■ **PROBLEM STATEMENT**
From the material that follows, please give the number of lines containing the string "removal", and that number alone.

■ **LISTED RECORDS**
══════════════════════════════
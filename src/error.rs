use thiserror::Error;

#[derive(Error, Debug)]
pub enum AppError {
    #[error("Invalid input: {0}")]
    Validation(String),

    #[error("Transport error: {0}")]
    Transport(String),

    #[error("Credential acquisition failed: {0}")]
    Auth(String),

    #[error("Configuration error: {0}")]
    Config(String),

    #[error("Anyhow error: {0}")]
    Anyhow(#[from] anyhow::Error),
}
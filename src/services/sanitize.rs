use super::notifier::{Notification, Notifier};
use crate::models::{FileQueue, MetadataMap};
use anyhow::{Context, Result, bail};
use async_trait::async_trait;
use bytes::Bytes;
use reqwest::multipart::{Form, Part};
use serde::Deserialize;
use std::sync::Arc;
use tokio::sync::Mutex;
use url::Url;

/// Result of a successful sanitize call
#[derive(Debug, Clone)]
pub struct SanitizeOutcome {
    pub metadata_before: MetadataMap,
    pub metadata_after: MetadataMap,
    pub remote_link: Option<String>,
}

/// Trait for remote metadata-removal implementations
#[async_trait]
pub trait Sanitizer: Send + Sync {
    /// Submit one file's content and receive its before/after metadata
    async fn sanitize(&self, file_name: &str, payload: Bytes) -> Result<SanitizeOutcome>;
}

#[derive(Debug, Deserialize)]
struct SanitizeResponse {
    metadata_before: MetadataMap,
    metadata_after: MetadataMap,
    remote_link: Option<String>,
}

/// Sanitizer backed by the remote HTTP service
pub struct HttpSanitizer {
    client: reqwest::Client,
    endpoint: Url,
}

impl HttpSanitizer {
    pub fn new(endpoint: Url) -> Self {
        Self {
            client: reqwest::Client::new(),
            endpoint,
        }
    }
}

#[async_trait]
impl Sanitizer for HttpSanitizer {
    async fn sanitize(&self, file_name: &str, payload: Bytes) -> Result<SanitizeOutcome> {
        let form = Form::new().part(
            "file",
            Part::bytes(payload.to_vec()).file_name(file_name.to_string()),
        );

        let response = self
            .client
            .post(self.endpoint.clone())
            .multipart(form)
            .send()
            .await
            .context("Failed to reach sanitize service")?;

        let status = response.status();
        if !status.is_success() {
            bail!("Sanitize service returned {}", status);
        }

        let body: SanitizeResponse = response
            .json()
            .await
            .context("Unexpected sanitize response shape")?;

        Ok(SanitizeOutcome {
            metadata_before: body.metadata_before,
            metadata_after: body.metadata_after,
            remote_link: body.remote_link,
        })
    }
}

/// Drives queued items through the remote metadata-removal call.
///
/// One sanitize call is in flight at a time: `batch_lock` serializes whole
/// invocations, and within a batch items are processed sequentially in queue
/// order, so per-file progress stays unambiguous and the remote service sees
/// bounded load.
pub struct SanitizeService {
    queue: Arc<Mutex<FileQueue>>,
    sanitizer: Arc<dyn Sanitizer>,
    notifier: Arc<dyn Notifier>,
    batch_lock: Mutex<()>,
}

impl SanitizeService {
    pub fn new(
        queue: Arc<Mutex<FileQueue>>,
        sanitizer: Arc<dyn Sanitizer>,
        notifier: Arc<dyn Notifier>,
    ) -> Self {
        Self {
            queue,
            sanitizer,
            notifier,
            batch_lock: Mutex::new(()),
        }
    }

    /// Process every item that was still `Uploaded` when the batch started.
    ///
    /// Items ingested mid-pass wait for the next invocation. A failing item
    /// is recorded on the item itself and never stops the rest of the batch.
    pub async fn process_all(&self) {
        let _batch = self.batch_lock.lock().await;

        let snapshot = {
            let queue = self.queue.lock().await;
            queue.uploaded_snapshot()
        };

        if snapshot.is_empty() {
            tracing::info!("No files awaiting sanitization");
            return;
        }

        tracing::info!("Processing {} file(s)...", snapshot.len());

        for (id, name, payload) in snapshot {
            if !self.queue.lock().await.mark_processing(id) {
                continue;
            }

            match self.sanitizer.sanitize(&name, payload).await {
                Ok(outcome) => {
                    self.queue.lock().await.complete(
                        id,
                        outcome.metadata_before,
                        outcome.metadata_after,
                        outcome.remote_link,
                    );
                    tracing::info!("{} has been cleaned successfully", name);
                }
                Err(e) => {
                    let message = format!("{:#}", e);
                    self.queue.lock().await.fail(id, message.clone());
                    self.notifier.notify(Notification::SanitizeFailed {
                        id,
                        name,
                        error: message,
                    });
                }
            }
        }
    }
}
use crate::config::GatewayConfig;
use crate::error::{GatewayError, GatewayResult};
use crate::runtime::ContainerRuntime;
use serde::Serialize;
use std::sync::Arc;
use tracing::info;

pub const MAX_LOG_CHARS: usize = 5_000;
pub const DEFAULT_LOG_LINES: usize = 50;
pub const MAX_LOG_LINES: usize = 500;

#[derive(Debug, Clone, PartialEq, Eq, Serialize)]
pub struct TerminalLogs {
    pub logs: String,
    pub pruned: bool,
    pub character_count: usize,
}

/// Keep the last `max_chars` characters of `logs`.
pub fn prune_logs(logs: String, max_chars: usize) -> TerminalLogs {
    let total = logs.chars().count();
    let (logs, pruned) = if total > max_chars {
        let skip = logs
            .char_indices()
            .nth(total - max_chars)
            .map(|(idx, _)| idx)
            .unwrap_or(0);
        (logs[skip..].to_string(), true)
    } else {
        (logs, false)
    };

    TerminalLogs {
        character_count: logs.chars().count(),
        logs,
        pruned,
    }
}

#[derive(Clone)]
pub struct LogReader {
    runtime: Arc<dyn ContainerRuntime>,
    config: Arc<GatewayConfig>,
}

impl LogReader {
    pub fn new(runtime: Arc<dyn ContainerRuntime>, config: Arc<GatewayConfig>) -> Self {
        Self { runtime, config }
    }

    /// Tail of the sandbox container's log stream. Only the configured
    /// container may be named.
    pub async fn tail(&self, container: &str, num_lines: usize) -> GatewayResult<TerminalLogs> {
        if container != self.config.container {
            return Err(GatewayError::validation(format!(
                "Unknown container '{}': only '{}' is managed",
                container, self.config.container
            )));
        }
        if !(1..=MAX_LOG_LINES).contains(&num_lines) {
            return Err(GatewayError::validation(format!(
                "num_lines must be between 1 and {}",
                MAX_LOG_LINES
            )));
        }

        info!("Reading last {} log lines of {}", num_lines, container);
        let raw = self.runtime.logs(container, num_lines).await?;
        Ok(prune_logs(
            String::from_utf8_lossy(&raw).into_owned(),
            MAX_LOG_CHARS,
        ))
    }
}
/// Gateway error types and handling utilities
use axum::http::StatusCode;

/// Main error type for gateway operations
#[derive(Debug, thiserror::Error)]
pub enum GatewayError {
    /// The sandbox container does not exist
    #[error("Container '{container}' not found. Is the sandbox running?")]
    ContainerNotFound { container: String },
    /// Request shape or path failed validation
    #[error("Validation error: {reason}")]
    Validation { reason: String },
    /// Requested file or variable is absent
    #[error("Not found: {what}")]
    NotFound { what: String },
    /// Request is well-formed but cannot be served as asked
    #[error("Invalid request: {reason}")]
    InvalidRequest { reason: String },
    /// Container engine call failed for reasons other than absence
    #[error("Transport error in {operation}: {reason}")]
    Transport { operation: String, reason: String },
    /// Environment file I/O failed
    #[error("Storage error in {operation}: {reason}")]
    Storage { operation: String, reason: String },
    /// Wrapped anyhow error for anything unexpected
    #[error(transparent)]
    Other(#[from] anyhow::Error),
}

pub type GatewayResult<T> = Result<T, GatewayError>;

impl GatewayError {
    pub fn validation(reason: impl Into<String>) -> Self {
        Self::Validation {
            reason: reason.into(),
        }
    }

    pub fn not_found(what: impl Into<String>) -> Self {
        Self::NotFound { what: what.into() }
    }

    pub fn invalid_request(reason: impl Into<String>) -> Self {
        Self::InvalidRequest {
            reason: reason.into(),
        }
    }

    pub fn transport(operation: impl Into<String>, reason: impl ToString) -> Self {
        Self::Transport {
            operation: operation.into(),
            reason: reason.to_string(),
        }
    }

    pub fn storage(operation: impl Into<String>, reason: impl ToString) -> Self {
        Self::Storage {
            operation: operation.into(),
            reason: reason.to_string(),
        }
    }
}

/// HTTP status an error maps to when it reaches the transport layer
pub fn status_code(err: &GatewayError) -> StatusCode {
    match err {
        GatewayError::ContainerNotFound { .. } => StatusCode::NOT_FOUND,
        GatewayError::Validation { .. } => StatusCode::BAD_REQUEST,
        GatewayError::NotFound { .. } => StatusCode::NOT_FOUND,
        GatewayError::InvalidRequest { .. } => StatusCode::BAD_REQUEST,
        GatewayError::Transport { .. } => StatusCode::INTERNAL_SERVER_ERROR,
        GatewayError::Storage { .. } => StatusCode::INTERNAL_SERVER_ERROR,
        GatewayError::Other(_) => StatusCode::INTERNAL_SERVER_ERROR,
    }
}
use super::{shell, ExecutionResult};
use crate::archive;
use crate::config::GatewayConfig;
use crate::error::GatewayResult;
use crate::runtime::ContainerRuntime;
use rand::Rng;
use std::sync::Arc;
use tracing::info;

pub const SCRIPT_PREFIX: &str = "_llm_run_";
pub const SCRIPT_EXTENSION: &str = ".py";

/// `_llm_run_<12 hex>.py`
pub fn script_name() -> String {
    let mut suffix = [0u8; 6];
    rand::thread_rng().fill(&mut suffix);
    format!("{}{}{}", SCRIPT_PREFIX, hex::encode(suffix), SCRIPT_EXTENSION)
}

/// Runs source code by uploading it as a throwaway script, so the payload
/// never passes through shell quoting.
#[derive(Clone)]
pub struct CodeExecutor {
    runtime: Arc<dyn ContainerRuntime>,
    config: Arc<GatewayConfig>,
}

impl CodeExecutor {
    pub fn new(runtime: Arc<dyn ContainerRuntime>, config: Arc<GatewayConfig>) -> Self {
        Self { runtime, config }
    }

    pub async fn run(&self, code: &str, workdir: Option<&str>) -> GatewayResult<ExecutionResult> {
        let workdir = self.config.resolve_workdir(workdir);
        let name = script_name();
        let script_path = shell::join_posix(&self.config.scratch_dir, &name);

        let tar = archive::single_file_archive(&name, code.as_bytes())?;
        self.runtime
            .put_archive(&self.config.container, &self.config.scratch_dir, tar)
            .await?;

        // The script removes itself inside the same shell
        let composite = shell::script_line(
            &self.config.sandbox_env_file,
            workdir,
            &self.config.interpreter,
            &script_path,
        );

        info!(
            "Executing script {} in sandbox ({}): {} chars",
            name,
            workdir,
            code.len()
        );
        let output = self
            .runtime
            .exec(&self.config.container, &shell::sh_argv(composite), workdir)
            .await?;

        Ok(ExecutionResult::from_output(output, self.config.max_output))
    }
}

#[cfg(test)]
mod tests {
    use super::*;
    use std::collections::HashSet;

    #[test]
    fn test_script_name_shape() {
        let name = script_name();
        assert!(name.starts_with(SCRIPT_PREFIX));
        assert!(name.ends_with(SCRIPT_EXTENSION));
        let suffix = &name[SCRIPT_PREFIX.len()..name.len() - SCRIPT_EXTENSION.len()];
        assert_eq!(suffix.len(), 12);
        assert!(suffix.chars().all(|c| c.is_ascii_hexdigit()));
    }

    #[test]
    fn test_script_names_are_distinct() {
        let names: HashSet<String> = (0..1_000).map(|_| script_name()).collect();
        assert_eq!(names.len(), 1_000);
    }
}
══════════════════════════════
■ **OUTPUT FOR THIS EXERCISE**
2